╔══

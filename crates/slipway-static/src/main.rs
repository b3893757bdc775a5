//! Stdio entry point for the static-file backend.

use std::io;
use std::process::ExitCode;

use slipway_api::config::{self, ProviderSettings};
use slipway_api::harness::{ProviderHarness, register_termination};
use slipway_api::telemetry;
use tracing::error;

mod http;
mod service;

use service::{StaticService, StaticSettings};

fn main() -> ExitCode {
    if let Err(error) = telemetry::init_from_env() {
        eprintln!("slipway-static: {error}");
        return ExitCode::FAILURE;
    }
    let settings = match ProviderSettings::from_env() {
        Ok(settings) => settings,
        Err(error) => {
            error!(error = %error, "invalid backend settings");
            return ExitCode::FAILURE;
        }
    };
    let content = match StaticSettings::resolve(settings.working_dir(), config::process_env) {
        Ok(content) => content,
        Err(error) => {
            error!(error = %error, "invalid static content settings");
            return ExitCode::FAILURE;
        }
    };
    let service = StaticService::new(settings, content);
    if let Err(error) = register_termination(service.shutdown_flag()) {
        error!(error = %error, "failed to register termination signals");
    }
    let harness = ProviderHarness::new("slipway-static", service);
    let stdin = io::stdin();
    let stdout = io::stdout();
    match harness.run(stdin.lock(), stdout.lock()) {
        Ok(()) => ExitCode::SUCCESS,
        Err(error) => {
            error!(error = %error, "control loop failed");
            ExitCode::FAILURE
        }
    }
}
#[cfg(test)]
mod tests {
    use mockall::predicate::{eq, ne};
    use mockall::{Sequence, mock};

    use super::*;

    mock! {
        Channel {}

        impl ControlChannel for Channel {
            fn send(&mut self, request: &ControlRequest) -> Result<(), ChannelError>;
            fn recv(&mut self) -> Result<ControlResponse, ChannelError>;
        }
    }

    fn contract_frame() -> ControlResponse {
        ControlResponse::Contract {
            version: PROTOCOL_VERSION,
            provider: "double".to_owned(),
            operations: CONTRACT_OPERATIONS.iter().map(|op| (*op).to_owned()).collect(),
        }
    }

    fn expect_handshake(channel: &mut MockChannel, seq: &mut Sequence) {
        channel
            .expect_send()
            .with(eq(ControlRequest::Describe))
            .times(1)
            .in_sequence(seq)
            .returning(|_| Ok(()));
        channel
            .expect_recv()
            .times(1)
            .in_sequence(seq)
            .returning(|| Ok(contract_frame()));
    }

    fn expect_exchange(
        channel: &mut MockChannel,
        seq: &mut Sequence,
        request: ControlRequest,
        reply: ControlResponse,
    ) {
        channel
            .expect_send()
            .with(eq(request))
            .times(1)
            .in_sequence(seq)
            .returning(|_| Ok(()));
        channel
            .expect_recv()
            .times(1)
            .in_sequence(seq)
            .returning(move || Ok(reply.clone()));
    }

    #[test]
    fn handshake_accepts_a_conforming_contract() {
        let mut seq = Sequence::new();
        let mut channel = MockChannel::new();
        expect_handshake(&mut channel, &mut seq);

        let provider =
            ProcessProvider::over_channel("double", channel).expect("handshake should pass");
        assert_eq!(provider.implementation(), "double");
    }

    #[test]
    fn handshake_flags_missing_operations_immediately() {
        let mut seq = Sequence::new();
        let mut channel = MockChannel::new();
        channel
            .expect_send()
            .with(eq(ControlRequest::Describe))
            .times(1)
            .in_sequence(&mut seq)
            .returning(|_| Ok(()));
        channel
            .expect_recv()
            .times(1)
            .in_sequence(&mut seq)
            .returning(|| {
                Ok(ControlResponse::Contract {
                    version: PROTOCOL_VERSION,
                    provider: "partial".to_owned(),
                    operations: vec![
                        "launch".to_owned(),
                        "is_running".to_owned(),
                        "port".to_owned(),
                    ],
                })
            });

        let error = ProcessProvider::over_channel("partial", channel)
            .err()
            .expect("handshake should fail");
        match error {
            AdapterError::ContractMismatch { missing, .. } => {
                assert_eq!(missing, ["stop", "base_url"]);
            }
            other => panic!("expected a contract mismatch, got {other:?}"),
        }
    }

    #[test]
    fn handshake_rejects_protocol_skew() {
        let mut seq = Sequence::new();
        let mut channel = MockChannel::new();
        channel
            .expect_send()
            .times(1)
            .in_sequence(&mut seq)
            .returning(|_| Ok(()));
        channel
            .expect_recv()
            .times(1)
            .in_sequence(&mut seq)
            .returning(|| {
                Ok(ControlResponse::Contract {
                    version: PROTOCOL_VERSION + 1,
                    provider: "future".to_owned(),
                    operations: CONTRACT_OPERATIONS
                        .iter()
                        .map(|op| (*op).to_owned())
                        .collect(),
                })
            });

        let error = ProcessProvider::over_channel("future", channel)
            .err()
            .expect("handshake should fail");
        assert!(matches!(
            error,
            AdapterError::VersionMismatch { remote, host, .. }
                if remote == PROTOCOL_VERSION + 1 && host == PROTOCOL_VERSION
        ));
    }

    #[test]
    fn handshake_rejects_a_non_contract_reply() {
        let mut seq = Sequence::new();
        let mut channel = MockChannel::new();
        channel
            .expect_send()
            .times(1)
            .in_sequence(&mut seq)
            .returning(|_| Ok(()));
        channel
            .expect_recv()
            .times(1)
            .in_sequence(&mut seq)
            .returning(|| Ok(ControlResponse::Launched));

        let error = ProcessProvider::over_channel("odd", channel)
            .err()
            .expect("handshake should fail");
        assert!(matches!(error, AdapterError::HandshakeReply { .. }));
    }

    #[test]
    fn operations_forward_and_decode_remote_answers() {
        let mut seq = Sequence::new();
        let mut channel = MockChannel::new();
        expect_handshake(&mut channel, &mut seq);
        expect_exchange(
            &mut channel,
            &mut seq,
            ControlRequest::Launch { block: false },
            ControlResponse::Launched,
        );
        expect_exchange(
            &mut channel,
            &mut seq,
            ControlRequest::IsRunning,
            ControlResponse::Running { value: true },
        );
        expect_exchange(
            &mut channel,
            &mut seq,
            ControlRequest::Port,
            ControlResponse::Port { value: Some(8080) },
        );
        expect_exchange(
            &mut channel,
            &mut seq,
            ControlRequest::BaseUrl,
            ControlResponse::BaseUrl {
                value: Some("http://localhost:8080/".to_owned()),
            },
        );
        expect_exchange(
            &mut channel,
            &mut seq,
            ControlRequest::Stop,
            ControlResponse::Stopped,
        );

        let provider =
            ProcessProvider::over_channel("double", channel).expect("handshake should pass");
        provider.launch(false).expect("launch should forward");
        assert!(provider.is_running());
        assert_eq!(provider.port(), Some(8080));
        assert_eq!(
            provider.base_url().as_deref(),
            Some("http://localhost:8080/")
        );
        provider.stop().expect("stop should forward");
    }

    #[test]
    fn remote_failure_propagates_with_its_message() {
        let mut seq = Sequence::new();
        let mut channel = MockChannel::new();
        expect_handshake(&mut channel, &mut seq);
        expect_exchange(
            &mut channel,
            &mut seq,
            ControlRequest::Stop,
            ControlResponse::Failure {
                operation: "stop".to_owned(),
                message: "listener already gone".to_owned(),
            },
        );

        let provider =
            ProcessProvider::over_channel("double", channel).expect("handshake should pass");
        let error = provider.stop().err().expect("stop should fail");
        match error {
            ProviderError::Failed { operation, message } => {
                assert_eq!(operation, "stop");
                assert_eq!(message, "listener already gone");
            }
            other => panic!("expected the remote failure, got {other:?}"),
        }
    }

    #[test]
    fn a_dead_channel_reads_as_not_running() {
        let mut seq = Sequence::new();
        let mut channel = MockChannel::new();
        expect_handshake(&mut channel, &mut seq);
        channel
            .expect_send()
            .with(ne(ControlRequest::Describe))
            .times(3)
            .returning(|_| Err(ChannelError::Closed));

        let provider =
            ProcessProvider::over_channel("double", channel).expect("handshake should pass");
        assert!(!provider.is_running());
        assert_eq!(provider.port(), None);
        assert_eq!(provider.base_url(), None);
    }

    #[test]
    fn launch_rejects_a_mismatched_reply() {
        let mut seq = Sequence::new();
        let mut channel = MockChannel::new();
        expect_handshake(&mut channel, &mut seq);
        expect_exchange(
            &mut channel,
            &mut seq,
            ControlRequest::Launch { block: true },
            ControlResponse::Running { value: true },
        );

        let provider =
            ProcessProvider::over_channel("double", channel).expect("handshake should pass");
        let error = provider.launch(true).err().expect("launch should fail");
        assert!(matches!(error, ProviderError::UnexpectedReply { .. }));
    }
}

╚══

Copy out every line in the listing where the word "ProviderError" appears.

            ProviderError::Failed { operation, message } => {
        assert!(matches!(error, ProviderError::UnexpectedReply { .. }));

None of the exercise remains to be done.